Eurocharm Holdings’ corporate governance framework is based on Taiwan’s Company Act, Securities and Exchange Act, and other related laws and regulations. The company refers to corporate governance practices in order to establish an effective corporate governance framework that protects the rights and interests of shareholders, strengthens the powers of the Board of Directors, fulfills the function of Audit Committee, respects the rights and interests of stakeholders, and enhances information transparency. Operating with ethical corporate management is the best practice principle that helps fulfill Eurocharm Holdings’ social responsibilities. Eurocharm Holdings also expects to realize sustainable management and improve business performance through a comprehensive management system.
The company has set up part-time staff in the administrative and financial department and the secretary of the board of directors to be responsible for corporate governance related matters, safeguarding shareholders’ rights and strengthening the functions of the board of directors. The main responsibilities are as follows:
- Develop appropriate company system and organizational structure to promote the independence of the board of directors, transparency of the company and compliance with laws and regulations, and implementation of internal control.
- Formulate relevant laws and regulations for corporate governance, and pay attention to the revision of laws and regulations, with amendments and discussion of the board of directors.

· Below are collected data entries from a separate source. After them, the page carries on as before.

//! The extraction run: plans → suites → cases → decoded payloads.
//!
//! Test points and last results of extracted suites, and the project's
//! configurations and variables, are collected alongside unless turned off.
//!
//! Failures below plan discovery never end a run. They are recorded in the
//! run's error and warning lists and the run continues with what is left.
//! Only a failed or empty plan discovery makes the run an error.

mod enrich;
mod execution;

use std::collections::{BTreeSet, HashSet};

use chrono::{DateTime, Utc};
use tracing::{error, info, warn};

use crate::models::fields::test_case_fields;
use crate::models::{
    ExtractionMode, ExtractionResult, ExtractionStats, Plan, PlanExtraction, RunIssues, RunStatus,
    SuiteSelection, TestConfiguration, TestVariable, WorkItemExtraction,
};
use crate::transport::{ListOutcome, Transport};
use crate::tree::SuiteTreeBuilder;

pub struct Extractor {
    transport: Transport,
    execution_data: bool,
}

/// What a plan/suite run collected, before it is turned into a result.
#[derive(Default)]
struct Collected {
    plans: Vec<PlanExtraction>,
    configurations: Vec<TestConfiguration>,
    variables: Vec<TestVariable>,
    work_items: usize,
}

impl Extractor {
    pub fn new(transport: Transport) -> Self {
        Self {
            transport,
            execution_data: true,
        }
    }

    /// Whether to collect configurations, variables, test points and results.
    pub fn with_execution_data(mut self, enabled: bool) -> Self {
        self.execution_data = enabled;
        self
    }

    pub fn transport(&self) -> &Transport {
        &self.transport
    }

    /// Full-project mode: every suite of every plan, with all cases.
    pub async fn extract_project(&self, project: &str) -> ExtractionResult {
        let started_at = Utc::now();
        let mut issues = RunIssues::default();
        info!(project, "Starting full project extraction");

        let plans = match self.transport.fetch_plans(project).await {
            ListOutcome::Found(plans) => plans,
            ListOutcome::Empty => {
                error!(project, "No test plans found");
                issues.error(format!("no test plans found in project {}", project));
                return finish(project, ExtractionMode::FullProject, started_at, Collected::default(), issues, true);
            }
            ListOutcome::Failed(err) => {
                error!(project, error = %err, "Plan discovery failed");
                issues.error(format!("plan discovery failed: {}", err));
                return finish(project, ExtractionMode::FullProject, started_at, Collected::default(), issues, true);
            }
        };
        info!(project, count = plans.len(), "Discovered plans");

        let mut collected = Collected::default();
        for plan in plans {
            if let Some((plan, fetched)) = self.extract_plan(project, plan, None, &mut issues).await {
                collected.work_items += fetched;
                collected.plans.push(plan);
            }
        }
        self.collect_definitions(project, &mut collected, &mut issues).await;

        finish(project, ExtractionMode::FullProject, started_at, collected, issues, false)
    }

    /// Selective mode: only the requested suites of the requested plans,
    /// each with its whole subtree.
    pub async fn extract_selection(&self, project: &str, selection: &SuiteSelection) -> ExtractionResult {
        let started_at = Utc::now();
        let mut issues = RunIssues::default();
        info!(
            project,
            plans = selection.plan_count(),
            suites = selection.suite_count(),
            "Starting selective extraction"
        );

        if selection.is_empty() {
            issues.error("no plans or suites selected");
            return finish(project, ExtractionMode::Selective, started_at, Collected::default(), issues, true);
        }

        let mut collected = Collected::default();
        let mut resolved = 0;
        for plan_id in selection.plan_ids() {
            let plan = match self.transport.fetch_plan(project, plan_id).await {
                Ok(plan) => plan,
                Err(err) => {
                    error!(plan_id, error = %err, "Plan lookup failed");
                    issues.error(format!("plan {} could not be fetched: {}", plan_id, err));
                    continue;
                }
            };
            resolved += 1;
            let requested = selection.suites_for(plan_id);
            if let Some((plan, fetched)) = self.extract_plan(project, plan, Some(&requested), &mut issues).await {
                collected.work_items += fetched;
                collected.plans.push(plan);
            }
        }

        let fatal = resolved == 0;
        if fatal {
            issues.error("none of the selected plans could be fetched");
        } else {
            self.collect_definitions(project, &mut collected, &mut issues).await;
        }
        finish(project, ExtractionMode::Selective, started_at, collected, issues, fatal)
    }

    /// Extract one plan's suite trees and enrich their cases.
    ///
    /// Returns `None` when the plan's suites could not be discovered. The
    /// second value is the number of work items retrieved.
    async fn extract_plan(
        &self,
        project: &str,
        plan: Plan,
        requested: Option<&BTreeSet<u64>>,
        issues: &mut RunIssues,
    ) -> Option<(PlanExtraction, usize)> {
        info!(plan_id = plan.id, plan = %plan.name, "Extracting plan");

        let suites = match self.transport.fetch_suites(project, plan.id).await {
            ListOutcome::Found(suites) => suites,
            ListOutcome::Empty => {
                warn!(plan_id = plan.id, "Plan has no suites");
                issues.warning(format!("plan {} ({}) has no suites", plan.id, plan.name));
                Vec::new()
            }
            ListOutcome::Failed(err) => {
                error!(plan_id = plan.id, error = %err, "Suite discovery failed, skipping plan");
                issues.error(format!("plan {} ({}) skipped, suites could not be fetched: {}", plan.id, plan.name, err));
                return None;
            }
        };

        let mut builder = SuiteTreeBuilder::new(&self.transport, project);
        // An empty suite list still has requested suites to look up directly.
        let trees = if suites.is_empty() && requested.is_none() {
            Vec::new()
        } else {
            builder.extract_plan(plan.id, suites, requested).await
        };
        issues.extend(builder.take_issues());

        let requested_suite_ids = requested.map(|r| r.iter().copied().collect()).unwrap_or_default();
        let mut extraction = PlanExtraction::new(plan, requested_suite_ids, trees);
        let fetched = enrich::enrich_plan(&self.transport, project, &mut extraction, issues).await;
        if self.execution_data {
            execution::collect_plan_execution(&self.transport, project, &mut extraction, issues).await;
        }

        info!(
            plan_id = extraction.plan.id,
            suites = extraction.suite_count(),
            cases = extraction.case_count(),
            points = extraction.points.len(),
            "Plan extracted"
        );
        Some((extraction, fetched))
    }

    async fn collect_definitions(&self, project: &str, collected: &mut Collected, issues: &mut RunIssues) {
        if !self.execution_data {
            return;
        }
        let (configurations, variables) = execution::project_definitions(&self.transport, project, issues).await;
        collected.configurations = configurations;
        collected.variables = variables;
    }

    /// Fetch work items by id and decode their payloads.
    ///
    /// Duplicate ids are fetched once. An empty field list means the
    /// standard test-case fields.
    pub async fn extract_work_items(&self, project: &str, ids: &[u64], fields: &[String]) -> WorkItemExtraction {
        let started_at = Utc::now();
        let mut issues = RunIssues::default();

        let mut seen = HashSet::new();
        let ids: Vec<u64> = ids.iter().copied().filter(|id| seen.insert(*id)).collect();
        let fields = if fields.is_empty() {
            test_case_fields()
        } else {
            fields.to_vec()
        };
        info!(project, count = ids.len(), "Starting work item extraction");

        let outcome = self.transport.fetch_work_items_batch(project, &ids, &fields).await;
        for failure in &outcome.failures {
            issues.error(format!(
                "work item batch {} ({} ids) failed: {}",
                failure.batch,
                failure.ids.len(),
                failure.error
            ));
        }

        let failed: HashSet<u64> = outcome.failed_ids().collect();
        let returned: HashSet<u64> = outcome.items.iter().map(|item| item.id).collect();
        let missing: Vec<u64> = ids
            .iter()
            .copied()
            .filter(|id| !returned.contains(id) && !failed.contains(id))
            .collect();
        if !missing.is_empty() {
            warn!(count = missing.len(), "Some work items were not returned");
            issues.warning(format!("{} work item(s) not found: {:?}", missing.len(), missing));
        }

        let work_items: Vec<_> = outcome.items.into_iter().map(enrich::decode_work_item).collect();
        if ids.is_empty() {
            issues.error("no work item ids given");
        }
        let fatal = ids.is_empty() || (work_items.is_empty() && !failed.is_empty());
        let status = if fatal { RunStatus::Error } else { issues.status() };

        info!(retrieved = work_items.len(), status = status.as_str(), "Work item extraction finished");
        WorkItemExtraction {
            project: project.to_string(),
            started_at,
            finished_at: Utc::now(),
            status,
            requested: ids.len(),
            work_items,
            errors: issues.errors,
            warnings: issues.warnings,
        }
    }
}

fn finish(
    project: &str,
    mode: ExtractionMode,
    started_at: DateTime<Utc>,
    collected: Collected,
    issues: RunIssues,
    fatal: bool,
) -> ExtractionResult {
    let Collected {
        plans,
        configurations,
        variables,
        work_items,
    } = collected;
    let status = if fatal { RunStatus::Error } else { issues.status() };
    let stats = ExtractionStats {
        plans: plans.len(),
        suites: plans.iter().map(PlanExtraction::suite_count).sum(),
        cases: plans.iter().map(PlanExtraction::case_count).sum(),
        steps: plans.iter().map(PlanExtraction::step_count).sum(),
        work_items,
        configurations: configurations.len(),
        variables: variables.len(),
        points: plans.iter().map(|p| p.points.len()).sum(),
        results: plans.iter().map(|p| p.results.len()).sum(),
    };

    info!(
        project,
        mode = mode.as_str(),
        status = status.as_str(),
        plans = stats.plans,
        suites = stats.suites,
        cases = stats.cases,
        errors = issues.errors.len(),
        warnings = issues.warnings.len(),
        "Extraction finished"
    );

    ExtractionResult {
        project: project.to_string(),
        mode,
        started_at,
        finished_at: Utc::now(),
        status,
        plans,
        configurations,
        variables,
        errors: issues.errors,
        warnings: issues.warnings,
        stats,
    }
}
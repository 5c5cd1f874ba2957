use std::sync::Arc;

use async_trait::async_trait;
use serde::Deserialize;
use tracing::warn;

use super::wire::{
    flexible_id, ref_id, required_id, WireConfiguration, WireIdentity, WireRef, WireTestResult, WireVariable,
};
use super::{ApiGeneration, AzureConnection, ClientError, TestPlanApi};
use crate::models::{
    parse_timestamp, Case, Plan, PointAssignment, Suite, SuiteType, TestConfiguration, TestPoint, TestResult,
    TestVariable,
};

const API_VERSION: &str = "api-version=7.1";

/// The `_apis/testplan` REST endpoints.
#[derive(Debug, Clone)]
pub struct ModernApi {
    connection: Arc<AzureConnection>,
}

impl ModernApi {
    pub fn new(connection: Arc<AzureConnection>) -> Self {
        Self { connection }
    }
}

#[async_trait]
impl TestPlanApi for ModernApi {
    fn generation(&self) -> ApiGeneration {
        ApiGeneration::Modern
    }

    async fn list_plans(&self, project: &str) -> Result<Vec<Plan>, ClientError> {
        let url = self.connection.api_url(
            project,
            &format!("testplan/plans?{}&includePlanDetails=true", API_VERSION),
        );
        let plans: Vec<WirePlan> = self.connection.get_paged(&url).await?;
        Ok(plans.into_iter().map(Plan::from).collect())
    }

    async fn get_plan(&self, project: &str, plan_id: u64) -> Result<Plan, ClientError> {
        let url = self
            .connection
            .api_url(project, &format!("testplan/plans/{}?{}", plan_id, API_VERSION));
        let plan: WirePlan = self.connection.get_json(&url).await?;
        Ok(plan.into())
    }

    async fn list_suites(&self, project: &str, plan_id: u64) -> Result<Vec<Suite>, ClientError> {
        let url = self
            .connection
            .api_url(project, &format!("testplan/Plans/{}/suites?{}", plan_id, API_VERSION));
        let suites: Vec<WireSuite> = self.connection.get_paged(&url).await?;
        Ok(suites.into_iter().map(|s| s.into_suite(plan_id)).collect())
    }

    async fn get_suite(&self, project: &str, plan_id: u64, suite_id: u64) -> Result<Suite, ClientError> {
        let url = self.connection.api_url(
            project,
            &format!("testplan/Plans/{}/suites/{}?{}", plan_id, suite_id, API_VERSION),
        );
        let suite: WireSuite = self.connection.get_json(&url).await?;
        Ok(suite.into_suite(plan_id))
    }

    async fn list_cases(&self, project: &str, plan_id: u64, suite_id: u64) -> Result<Vec<Case>, ClientError> {
        let url = self.connection.api_url(
            project,
            &format!("testplan/Plans/{}/Suites/{}/TestCase?{}", plan_id, suite_id, API_VERSION),
        );
        let cases: Vec<WireTestCase> = self.connection.get_paged(&url).await?;
        Ok(cases.into_iter().filter_map(WireTestCase::into_case).collect())
    }

    async fn list_configurations(&self, project: &str) -> Result<Vec<TestConfiguration>, ClientError> {
        let url = self
            .connection
            .api_url(project, &format!("testplan/configurations?{}", API_VERSION));
        let configurations: Vec<WireConfiguration> = self.connection.get_paged(&url).await?;
        Ok(configurations.into_iter().map(Into::into).collect())
    }

    async fn list_variables(&self, project: &str) -> Result<Vec<TestVariable>, ClientError> {
        let url = self
            .connection
            .api_url(project, &format!("testplan/variables?{}", API_VERSION));
        let variables: Vec<WireVariable> = self.connection.get_paged(&url).await?;
        Ok(variables.into_iter().map(Into::into).collect())
    }

    async fn list_points(&self, project: &str, plan_id: u64, suite_id: u64) -> Result<Vec<TestPoint>, ClientError> {
        let url = self.connection.api_url(
            project,
            &format!(
                "testplan/Plans/{}/Suites/{}/TestPoint?{}&includePointDetails=true",
                plan_id, suite_id, API_VERSION
            ),
        );
        let points: Vec<WireTestPoint> = self.connection.get_paged(&url).await?;
        Ok(points.into_iter().map(|p| p.into_point(plan_id, suite_id)).collect())
    }

    async fn get_result(&self, project: &str, run_id: u64, result_id: u64) -> Result<TestResult, ClientError> {
        let url = self.connection.api_url(
            project,
            &format!("test/Runs/{}/results/{}?{}", run_id, result_id, API_VERSION),
        );
        let result: WireTestResult = self.connection.get_json(&url).await?;
        Ok(result.into_result(run_id))
    }
}

// ============================================================
// Wire types
// ============================================================

#[derive(Debug, Deserialize)]
#[serde(rename_all = "camelCase")]
struct WirePlan {
    #[serde(deserialize_with = "required_id")]
    id: u64,
    #[serde(default)]
    name: String,
    area_path: Option<String>,
    iteration: Option<String>,
    description: Option<String>,
    owner: Option<WireIdentity>,
    start_date: Option<String>,
    end_date: Option<String>,
    state: Option<String>,
    root_suite: Option<WireRef>,
    revision: Option<i64>,
    updated_date: Option<String>,
    updated_by: Option<WireIdentity>,
}

impl From<WirePlan> for Plan {
    fn from(w: WirePlan) -> Self {
        Self {
            id: w.id,
            name: w.name,
            area_path: w.area_path,
            iteration_path: w.iteration,
            description: w.description.filter(|d| !d.is_empty()),
            owner: w.owner.map(Into::into),
            start_date: w.start_date.as_deref().and_then(parse_timestamp),
            end_date: w.end_date.as_deref().and_then(parse_timestamp),
            state: w.state,
            root_suite_id: ref_id(&w.root_suite),
            revision: w.revision,
            updated_date: w.updated_date.as_deref().and_then(parse_timestamp),
            updated_by: w.updated_by.map(Into::into),
        }
    }
}

#[derive(Debug, Deserialize)]
#[serde(rename_all = "camelCase")]
struct WireSuite {
    #[serde(deserialize_with = "required_id")]
    id: u64,
    #[serde(default)]
    name: String,
    parent_suite: Option<WireRef>,
    suite_type: Option<String>,
    plan: Option<WireRef>,
    state: Option<String>,
    #[serde(default, deserialize_with = "flexible_id")]
    requirement_id: Option<u64>,
    query_string: Option<String>,
    last_updated_date: Option<String>,
}

impl WireSuite {
    fn into_suite(self, plan_id: u64) -> Suite {
        Suite {
            id: self.id,
            plan_id: ref_id(&self.plan).unwrap_or(plan_id),
            name: self.name,
            parent_suite_id: ref_id(&self.parent_suite),
            suite_type: self.suite_type.as_deref().map(SuiteType::from_service),
            state: self.state,
            requirement_id: self.requirement_id,
            query_string: self.query_string.filter(|q| !q.is_empty()),
            last_updated_date: self.last_updated_date.as_deref().and_then(parse_timestamp),
        }
    }
}

#[derive(Debug, Deserialize)]
#[serde(rename_all = "camelCase")]
struct WireTestCase {
    work_item: Option<WireRef>,
    #[serde(default)]
    point_assignments: Vec<WirePointAssignment>,
    order: Option<i64>,
}

#[derive(Debug, Deserialize)]
#[serde(rename_all = "camelCase")]
struct WirePointAssignment {
    #[serde(default, deserialize_with = "flexible_id")]
    configuration_id: Option<u64>,
    configuration_name: Option<String>,
    tester: Option<WireIdentity>,
}

impl WireTestCase {
    fn into_case(self) -> Option<Case> {
        let Some(work_item) = self.work_item.filter(|w| w.id.is_some()) else {
            warn!("Skipping test case without a work item reference");
            return None;
        };
        let id = work_item.id?;

        let mut case = Case::new(id, work_item.name.unwrap_or_default());
        case.order = self.order;
        case.work_item.url = work_item.url;
        case.point_assignments = self
            .point_assignments
            .into_iter()
            .map(|p| PointAssignment {
                configuration_id: p.configuration_id,
                configuration_name: p.configuration_name,
                tester: p.tester.map(Into::into),
            })
            .collect();
        Some(case)
    }
}

#[derive(Debug, Deserialize)]
#[serde(rename_all = "camelCase")]
struct WireTestPoint {
    #[serde(deserialize_with = "required_id")]
    id: u64,
    test_case_reference: Option<WireRef>,
    configuration: Option<WireRef>,
    tester: Option<WireIdentity>,
    results: Option<WirePointResults>,
}

#[derive(Debug, Deserialize)]
#[serde(rename_all = "camelCase")]
struct WirePointResults {
    outcome: Option<String>,
    state: Option<String>,
    #[serde(default, deserialize_with = "flexible_id")]
    last_test_run_id: Option<u64>,
    #[serde(default, deserialize_with = "flexible_id")]
    last_result_id: Option<u64>,
}

impl WireTestPoint {
    fn into_point(self, plan_id: u64, suite_id: u64) -> TestPoint {
        let mut point = TestPoint::new(self.id, plan_id, suite_id);
        point.test_case_id = ref_id(&self.test_case_reference);
        point.test_case_title = self.test_case_reference.and_then(|r| r.name);
        point.configuration_id = ref_id(&self.configuration);
        point.configuration_name = self.configuration.and_then(|c| c.name);
        point.tester = self.tester.map(Into::into);
        if let Some(results) = self.results {
            point.outcome = results.outcome;
            point.state = results.state;
            point.last_run_id = results.last_test_run_id;
            point.last_result_id = results.last_result_id;
        }
        point
    }
}
use std::path::PathBuf;
use std::process::ExitCode;

use anyhow::Context;
use clap::{Parser, Subcommand};
use tracing_subscriber::{layer::SubscriberExt, util::SubscriberInitExt};

use testplan_extract::config::AzureConfig;
use testplan_extract::csv_selection::parse_selection_csv;
use testplan_extract::extractor::Extractor;
use testplan_extract::models::{ExtractionResult, RunStatus, SuiteSelection};
use testplan_extract::output::{OutputLayout, ResultWriter};
use testplan_extract::transport::Transport;
use testplan_extract::tree::render_tree;

#[derive(Parser)]
#[command(name = "tpx")]
#[command(about = "Extract test plans, suites and cases from Azure DevOps")]
struct Cli {
    /// Directory that receives the extraction_<timestamp> folder
    #[arg(long, global = true, default_value = "output")]
    output_dir: PathBuf,

    /// Write one file per plan instead of a single test_plans.json
    #[arg(long, global = true)]
    modular: bool,

    /// Print the extracted suite trees to stdout
    #[arg(long, global = true)]
    tree: bool,

    /// Skip configurations, variables, test points and results
    #[arg(long, global = true)]
    no_execution: bool,

    /// Debug logging (RUST_LOG still wins)
    #[arg(long, global = true)]
    debug: bool,

    #[command(subcommand)]
    command: Commands,
}

#[derive(Subcommand)]
enum Commands {
    /// Extract every plan of a project
    Project {
        /// Project name, defaults to PROJECT_NAME
        #[arg(long)]
        name: Option<String>,
    },
    /// Extract the suites listed in a selection CSV
    Csv {
        file: PathBuf,

        #[arg(long)]
        project: Option<String>,
    },
    /// Extract selected suites of one plan
    Suites {
        #[arg(long)]
        plan: u64,

        #[arg(long = "suite", required = true, num_args = 1..)]
        suites: Vec<u64>,

        #[arg(long)]
        project: Option<String>,
    },
    /// Fetch and decode work items by id
    WorkItems {
        #[arg(long, required = true, value_delimiter = ',')]
        ids: Vec<u64>,

        /// Fields to fetch, defaults to the test-case fields
        #[arg(long, value_delimiter = ',')]
        fields: Vec<String>,

        #[arg(long)]
        project: Option<String>,
    },
}

/// Initialize tracing on stderr so stdout stays free for the tree preview
fn init_tracing(debug: bool) {
    let default = if debug {
        "testplan_extract=debug,tpx=debug"
    } else {
        "testplan_extract=info,tpx=info"
    };
    let filter = tracing_subscriber::EnvFilter::new(std::env::var("RUST_LOG").unwrap_or_else(|_| default.into()));

    tracing_subscriber::registry()
        .with(filter)
        .with(tracing_subscriber::fmt::layer().with_writer(std::io::stderr))
        .init();
}

#[tokio::main]
async fn main() -> anyhow::Result<ExitCode> {
    let cli = Cli::parse();
    init_tracing(cli.debug);

    let config = AzureConfig::from_env().context("Invalid configuration")?;
    let extractor = Extractor::new(Transport::from_config(&config)).with_execution_data(!cli.no_execution);
    let layout = if cli.modular {
        OutputLayout::PerPlan
    } else {
        OutputLayout::Monolithic
    };
    let writer = ResultWriter::new(&cli.output_dir, layout);

    let result = match cli.command {
        Commands::Project { name } => {
            let project = config.project(name.as_deref())?;
            extractor.extract_project(&project).await
        }
        Commands::Csv { file, project } => {
            let project = config.project(project.as_deref())?;
            let parsed = parse_selection_csv(&file)?;
            extractor.extract_selection(&project, &parsed.selection).await
        }
        Commands::Suites { plan, suites, project } => {
            let project = config.project(project.as_deref())?;
            let selection: SuiteSelection = suites.into_iter().map(|suite| (plan, suite)).collect();
            extractor.extract_selection(&project, &selection).await
        }
        Commands::WorkItems { ids, fields, project } => {
            let project = config.project(project.as_deref())?;
            let result = extractor.extract_work_items(&project, &ids, &fields).await;
            let dir = writer.write_work_items(&result)?;
            tracing::info!("Output written to {}", dir.display());
            return Ok(exit_code(result.status));
        }
    };

    if cli.tree {
        print_trees(&result);
    }
    let dir = writer.write(&result)?;
    tracing::info!("Output written to {}", dir.display());

    Ok(exit_code(result.status))
}

fn print_trees(result: &ExtractionResult) {
    for plan in &result.plans {
        println!("Plan {} - {}", plan.plan.id, plan.plan.name);
        print!("{}", render_tree(&plan.suites));
        println!();
    }
}

fn exit_code(status: RunStatus) -> ExitCode {
    match status {
        RunStatus::Error => ExitCode::FAILURE,
        RunStatus::Success | RunStatus::PartialWithWarnings => ExitCode::SUCCESS,
    }
}
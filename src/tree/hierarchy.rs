use std::collections::{HashMap, HashSet};

use tracing::{debug, error, warn};

use crate::models::Suite;

/// A plan's suites indexed by id, with a parent → children index.
///
/// Children keep the order in which the service listed them.
#[derive(Debug, Clone, Default)]
pub struct SuiteHierarchy {
    plan_id: u64,
    suites: HashMap<u64, Suite>,
    order: Vec<u64>,
    children: HashMap<u64, Vec<u64>>,
    roots: Vec<u64>,
    orphans: Vec<u64>,
}

/// Index a flat suite list.
///
/// A suite whose parent is missing or equal to the plan id is a root. A
/// suite whose parent is not in the list is an orphan and is treated as an
/// additional root. Duplicate ids keep the first occurrence.
pub fn build_hierarchy(plan_id: u64, suites: Vec<Suite>) -> SuiteHierarchy {
    let mut hierarchy = SuiteHierarchy {
        plan_id,
        ..Default::default()
    };

    for suite in suites {
        if hierarchy.suites.contains_key(&suite.id) {
            warn!(plan_id, suite_id = suite.id, "Duplicate suite id, keeping the first");
            continue;
        }
        hierarchy.order.push(suite.id);
        hierarchy.suites.insert(suite.id, suite);
    }

    for &id in &hierarchy.order {
        let suite = &hierarchy.suites[&id];
        if suite.is_root_of(plan_id) {
            hierarchy.roots.push(id);
            continue;
        }
        // is_root_of guarantees a parent here
        let parent = suite.parent_suite_id.unwrap_or_default();
        if hierarchy.suites.contains_key(&parent) {
            hierarchy.children.entry(parent).or_default().push(id);
        } else {
            warn!(plan_id, suite_id = id, parent_id = parent, "Parent suite not found, treating as root");
            hierarchy.orphans.push(id);
        }
    }

    debug!(
        plan_id,
        suites = hierarchy.len(),
        roots = hierarchy.roots.len(),
        orphans = hierarchy.orphans.len(),
        "Built suite hierarchy"
    );

    for id in hierarchy.unreachable() {
        error!(plan_id, suite_id = id, "Suite is not reachable from any root (cyclic parent chain)");
    }

    hierarchy
}

impl SuiteHierarchy {
    pub fn plan_id(&self) -> u64 {
        self.plan_id
    }

    pub fn get(&self, suite_id: u64) -> Option<&Suite> {
        self.suites.get(&suite_id)
    }

    pub fn contains(&self, suite_id: u64) -> bool {
        self.suites.contains_key(&suite_id)
    }

    pub fn len(&self) -> usize {
        self.order.len()
    }

    pub fn is_empty(&self) -> bool {
        self.order.is_empty()
    }

    /// Suites in the order they were listed.
    pub fn suites(&self) -> impl Iterator<Item = &Suite> + '_ {
        self.order.iter().filter_map(|id| self.suites.get(id))
    }

    /// The flat `{suite_id: Suite}` lookup.
    pub fn as_map(&self) -> &HashMap<u64, Suite> {
        &self.suites
    }

    pub fn children_of(&self, suite_id: u64) -> &[u64] {
        self.children.get(&suite_id).map(Vec::as_slice).unwrap_or(&[])
    }

    /// The plan's root suite: the first suite with no parent (or the plan as parent).
    pub fn root(&self) -> Option<&Suite> {
        self.roots.first().and_then(|id| self.suites.get(id))
    }

    /// Every root: proper roots first, then orphans.
    pub fn roots(&self) -> Vec<u64> {
        self.roots.iter().chain(self.orphans.iter()).copied().collect()
    }

    pub fn orphans(&self) -> &[u64] {
        &self.orphans
    }

    /// Suites no root leads to. Only a cyclic parent chain produces these.
    pub fn unreachable(&self) -> Vec<u64> {
        let mut seen = HashSet::new();
        let mut stack = self.roots();
        while let Some(id) = stack.pop() {
            if seen.insert(id) {
                stack.extend_from_slice(self.children_of(id));
            }
        }
        self.order.iter().copied().filter(|id| !seen.contains(id)).collect()
    }

    /// `suite_id` and all of its ancestors present in the hierarchy.
    ///
    /// Stops at the first repeated id, so a cyclic chain terminates.
    pub fn ancestry(&self, suite_id: u64) -> Vec<u64> {
        let mut chain = Vec::new();
        let mut seen = HashSet::new();
        let mut current = Some(suite_id);
        while let Some(id) = current {
            if !self.contains(id) || !seen.insert(id) {
                break;
            }
            chain.push(id);
            current = self
                .suites
                .get(&id)
                .filter(|s| !s.is_root_of(self.plan_id))
                .and_then(|s| s.parent_suite_id);
        }
        chain
    }
}
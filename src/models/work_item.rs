use serde::{Deserialize, Serialize};
use serde_json::{Map, Value};

use super::{Parameter, ParameterValueRow, Step};

/// A work item as returned by the batch endpoint.
#[derive(Debug, Clone, Serialize, Deserialize, PartialEq)]
pub struct WorkItem {
    pub id: u64,
    #[serde(default)]
    pub rev: Option<i64>,
    #[serde(default)]
    pub url: Option<String>,
    #[serde(default)]
    pub fields: Map<String, Value>,
}

impl WorkItem {
    pub fn new(id: u64) -> Self {
        Self {
            id,
            rev: None,
            url: None,
            fields: Map::new(),
        }
    }

    /// Builder-style field setter, handy for fixtures.
    pub fn with_field(mut self, name: &str, value: impl Into<Value>) -> Self {
        self.fields.insert(name.to_string(), value.into());
        self
    }

    /// A string field, `None` when missing, null or not a string.
    pub fn field_str(&self, name: &str) -> Option<&str> {
        self.fields.get(name).and_then(Value::as_str)
    }

    /// An integer field; numeric strings are accepted too.
    pub fn field_i64(&self, name: &str) -> Option<i64> {
        match self.fields.get(name)? {
            Value::Number(n) => n.as_i64(),
            Value::String(s) => s.trim().parse().ok(),
            _ => None,
        }
    }
}

/// A work item together with its decoded payloads, produced by the standalone
/// work-item extraction.
#[derive(Debug, Clone, Serialize, Deserialize, PartialEq)]
pub struct DecodedWorkItem {
    pub id: u64,
    pub rev: Option<i64>,
    pub title: Option<String>,
    pub url: Option<String>,
    pub fields: Map<String, Value>,
    pub test_steps: Vec<Step>,
    pub test_parameters: Vec<Parameter>,
    pub parameter_values: Vec<ParameterValueRow>,
}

- Consult the board of directors before the board of directors to plan and formulate the agenda, and notify all directors at least 7 days before the meeting to provide relevant meeting materials to facilitate the directors to understand the contents of the relevant proposals; if the contents of the proposal are related to stakeholders The parties should be given appropriate reminders; the major information released by the board of directors after the meeting will be sent to the directors; the proceedings will be sent to the directors within 20 days after the meeting.